On m’a déjà vue plus militante que ça, remarquez. J’ai déjà fait la morale à l’unilingue anglophone de Montréal, milité dans une boutique parce qu’on m’avait dit «Hi may I help you», boycotté un dépanneur parce qu’on n’y parlait pas français.
Mais comme je supporte aussi mal l’étiquette de «francophone enragée» que celle de «lesbienne frustrée», je me suis un peu calmée.
Surtout, j’ai réalisé que l’apprentissage d’une langue étrangère était un défi à géométrie variable, et que, bien qu’on en fasse ici un enjeu national, ça n’en demeure pas moins un défi rempli de facteurs très personnels.

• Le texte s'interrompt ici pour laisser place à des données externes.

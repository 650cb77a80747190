//! Relationship resolution run after every raw resource is known.

use super::RawRecord;
use crate::{
    Result,
    error::SyncError,
    models::{Graph, Relation, ResourceKey},
};
use async_trait::async_trait;

/// Links one raw resource into the graph's parent/child structure.
///
/// Resolvers only read the graph. The edges they return are inserted by
/// the orchestrator once every resolver of the phase has finished.
#[async_trait]
pub trait RelationResolver: Send + Sync {
    /// Returns the relations `child` takes part in.
    ///
    /// # Errors
    /// Returns a relationship error if the record cannot be linked.
    async fn resolve(
        &self,
        graph: &Graph,
        child: &ResourceKey,
        record: &RawRecord,
    ) -> Result<Vec<Relation>>;
}

/// Makes every resource a child of the pass's region node.
#[derive(Debug, Clone, Copy, Default)]
pub struct RegionParent;

#[async_trait]
impl RelationResolver for RegionParent {
    async fn resolve(
        &self,
        graph: &Graph,
        child: &ResourceKey,
        _record: &RawRecord,
    ) -> Result<Vec<Relation>> {
        let region = graph.region().ok_or_else(|| {
            SyncError::relationship(&child.resource_type, "graph has no region node")
        })?;
        Ok(vec![Relation::new(region.key(), child.clone())])
    }
}

/// Makes a resource the child of the resource(s) named by one of its fields.
///
/// The field may hold a single identifier or an array of identifiers.
/// Parents that are not in the graph, for example because their type was
/// disabled, are skipped.
#[derive(Debug, Clone)]
pub struct ParentByField {
    parent_type: String,
    field: String,
}

impl ParentByField {
    pub fn new(parent_type: impl Into<String>, field: impl Into<String>) -> Self {
        Self {
            parent_type: parent_type.into(),
            field: field.into(),
        }
    }

    fn link(&self, graph: &Graph, child: &ResourceKey, parent_id: &str) -> Option<Relation> {
        let parent = ResourceKey::new(&self.parent_type, parent_id);
        if graph.contains(&parent) {
            Some(Relation::new(parent, child.clone()))
        } else {
            tracing::trace!("{}: parent {} not in graph", child, parent);
            None
        }
    }
}

#[async_trait]
impl RelationResolver for ParentByField {
    async fn resolve(
        &self,
        graph: &Graph,
        child: &ResourceKey,
        record: &RawRecord,
    ) -> Result<Vec<Relation>> {
        match record.get(&self.field) {
            None | Some(RawRecord::Null) => Ok(Vec::new()),
            Some(RawRecord::String(parent_id)) => {
                Ok(self.link(graph, child, parent_id).into_iter().collect())
            }
            Some(RawRecord::Array(ids)) => {
                let mut relations = Vec::with_capacity(ids.len());
                for id in ids {
                    let parent_id = id.as_str().ok_or_else(|| {
                        SyncError::relationship(
                            &child.resource_type,
                            format!("{}: '{}' holds a non-string identifier", child, self.field),
                        )
                    })?;
                    relations.extend(self.link(graph, child, parent_id));
                }
                Ok(relations)
            }
            Some(_) => Err(SyncError::relationship(
                &child.resource_type,
                format!("{}: '{}' is not an identifier", child, self.field),
            )),
        }
    }
}

/// Adapts a closure into a [`RelationResolver`].
pub struct FnResolver<F>(pub F);

#[async_trait]
impl<F> RelationResolver for FnResolver<F>
where
    F: Fn(&Graph, &ResourceKey, &RawRecord) -> Result<Vec<Relation>> + Send + Sync,
{
    async fn resolve(
        &self,
        graph: &Graph,
        child: &ResourceKey,
        record: &RawRecord,
    ) -> Result<Vec<Relation>> {
        (self.0)(graph, child, record)
    }
}

#[cfg(test)]
mod tests {
    use super::*;
    use crate::models::{REGION_TYPE, Resource};
    use serde_json::json;

    fn graph() -> Graph {
        let mut graph = Graph::new();
        graph.add_resource(Resource::region("eu-west-1")).unwrap();
        graph
            .add_resource(Resource::new("subnet", "subnet-1", "eu-west-1"))
            .unwrap();
        graph
            .add_resource(Resource::new("securitygroup", "sg-1", "eu-west-1"))
            .unwrap();
        graph
            .add_resource(Resource::new("instance", "i-1", "eu-west-1"))
            .unwrap();
        graph
    }

    #[tokio::test]
    async fn test_region_parent() {
        let graph = graph();
        let child = ResourceKey::new("instance", "i-1");
        let relations = RegionParent.resolve(&graph, &child, &json!({})).await.unwrap();

        assert_eq!(
            relations,
            vec![Relation::new(
                ResourceKey::new(REGION_TYPE, "eu-west-1"),
                child
            )]
        );
    }

    #[tokio::test]
    async fn test_region_parent_without_region() {
        let graph = Graph::new();
        let child = ResourceKey::new("instance", "i-1");
        let err = RegionParent.resolve(&graph, &child, &json!({})).await.unwrap_err();
        assert!(matches!(err, SyncError::Relationship { .. }));
    }

    #[tokio::test]
    async fn test_parent_by_field() {
        let graph = graph();
        let child = ResourceKey::new("instance", "i-1");
        let resolver = ParentByField::new("subnet", "SubnetId");

        let relations = resolver
            .resolve(&graph, &child, &json!({"SubnetId": "subnet-1"}))
            .await
            .unwrap();
        assert_eq!(
            relations,
            vec![Relation::new(ResourceKey::new("subnet", "subnet-1"), child.clone())]
        );

        // Absent field, null, or parent not synced: no edge
        for record in [
            json!({}),
            json!({"SubnetId": null}),
            json!({"SubnetId": "subnet-2"}),
        ] {
            let relations = resolver.resolve(&graph, &child, &record).await.unwrap();
            assert!(relations.is_empty(), "unexpected edges for {}", record);
        }
    }

    #[tokio::test]
    async fn test_parent_by_field_array() {
        let graph = graph();
        let child = ResourceKey::new("instance", "i-1");
        let resolver = ParentByField::new("securitygroup", "SecurityGroups");

        let relations = resolver
            .resolve(&graph, &child, &json!({"SecurityGroups": ["sg-1", "sg-missing"]}))
            .await
            .unwrap();
        assert_eq!(relations.len(), 1);
        assert_eq!(relations[0].parent, ResourceKey::new("securitygroup", "sg-1"));

        let err = resolver
            .resolve(&graph, &child, &json!({"SecurityGroups": [42]}))
            .await
            .unwrap_err();
        assert!(matches!(err, SyncError::Relationship { .. }));
    }

    #[tokio::test]
    async fn test_parent_by_field_rejects_objects() {
        let graph = graph();
        let child = ResourceKey::new("instance", "i-1");
        let resolver = ParentByField::new("subnet", "SubnetId");

        let err = resolver
            .resolve(&graph, &child, &json!({"SubnetId": {"id": "subnet-1"}}))
            .await
            .unwrap_err();
        assert!(err.to_string().contains("SubnetId"));
    }

    #[tokio::test]
    async fn test_fn_resolver() {
        let graph = graph();
        let child = ResourceKey::new("instance", "i-1");
        let resolver = FnResolver(
            |_: &Graph, child: &ResourceKey, _: &RawRecord| -> Result<Vec<Relation>> {
                Err(SyncError::relationship(&child.resource_type, "boom"))
            },
        );

        let err = resolver.resolve(&graph, &child, &json!({})).await.unwrap_err();
        assert!(err.to_string().contains("boom"));
    }
}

J’ai travaillé pendant deux ans au très bilingue magazine enRoute, d’Air Canada, et j’y collabore toujours à l’occasion. Comme il s’agit d’un des meilleurs magazines au pays (pour de vrai, il gagne les prix les plus prestigieux de l’industrie), enRoute peut se permettre de puiser sa main d’œuvre d’un océan à l’autre et même, imaginez-vous, à l’extérieur du plus beau pays du monde. J’ai donc côtoyé l’anglophone à souhait.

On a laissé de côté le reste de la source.